Processing of Sensitive Data: Table of Contents and Introduction

This page describes the current state (06/2026) of ”self-service” options for processing ”sensitive data” at CSC. It describes the following environments:

  • High Performance Computing (Supercomputers)
    • LUMI
    • Roihu
  • Self-service virtual machines
    • cPouta
    • Sensitive Data Services
  • Containers  (Rahti)

The soon to be decommissioned supercomputers Puhti and Mahti are not covered.

Defintions

Sensitive Data

This document follows CSC’s definition of Sensitive Data. We assume the processing of data that should not leak but where a leak is not catastrophic, for example subsets of copyrighted data as opposed to company or state secrets.
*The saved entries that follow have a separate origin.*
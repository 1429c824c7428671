use crate::{IngestError, IngestResult};
use futures::{stream, StreamExt};
use std::future::Future;
use std::pin::pin;

/// Runs an async transform over fixed-size batches of a sequence.
///
/// Results come back in input order. There are no retries: the first failed
/// batch ends the run and its error is returned.
#[derive(Debug, Clone, Copy)]
pub struct BatchProcessor {
    batch_size: usize,
}

impl BatchProcessor {
    pub fn new(batch_size: usize) -> IngestResult<Self> {
        if batch_size == 0 {
            return Err(IngestError::InvalidConfig(
                "batch size must be at least 1".to_string(),
            ));
        }
        Ok(Self { batch_size })
    }

    pub fn batch_size(&self) -> usize {
        self.batch_size
    }

    /// One batch at a time, yielding to the scheduler between batches.
    pub async fn process<T, U, E, F, Fut>(
        &self,
        items: impl IntoIterator<Item = T>,
        mut transform: F,
    ) -> Result<Vec<U>, E>
    where
        F: FnMut(Vec<T>) -> Fut,
        Fut: Future<Output = Result<Vec<U>, E>>,
    {
        let mut items = items.into_iter().peekable();
        let mut results = Vec::new();
        let mut batches = 0usize;

        while items.peek().is_some() {
            if batches > 0 {
                tokio::task::yield_now().await;
            }
            let batch: Vec<T> = items.by_ref().take(self.batch_size).collect();
            results.extend(transform(batch).await?);
            batches += 1;
        }

        tracing::trace!(batches, items = results.len(), "batch run finished");
        Ok(results)
    }

    /// Up to `max_in_flight` batches at once. Completion order may vary, but
    /// results are still concatenated in batch order.
    pub async fn process_concurrent<T, U, E, F, Fut>(
        &self,
        items: impl IntoIterator<Item = T>,
        max_in_flight: usize,
        transform: F,
    ) -> Result<Vec<U>, E>
    where
        F: FnMut(Vec<T>) -> Fut,
        Fut: Future<Output = Result<Vec<U>, E>>,
    {
        let mut items = items.into_iter().peekable();
        let mut batches = Vec::new();
        while items.peek().is_some() {
            batches.push(items.by_ref().take(self.batch_size).collect::<Vec<T>>());
        }

        let mut pending = pin!(stream::iter(batches)
            .map(transform)
            .buffered(max_in_flight.max(1)));

        let mut results = Vec::new();
        while let Some(batch) = pending.next().await {
            results.extend(batch?);
        }
        Ok(results)
    }
}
The aim is to describe CSC’s systems in a way that gives the data owner the possibility to make an informed decision about the fitness for purpose of the various processing environments.

Pricipal Investigator

A Principal Investigators or ”PI” is the leader of a scientific research project.

Project

A ”project” is a set of resources managed by a Principal Investigator. This includes compute resources, storage, authorized users.

The environments

CSC essentially provides three different environments for data processing in general.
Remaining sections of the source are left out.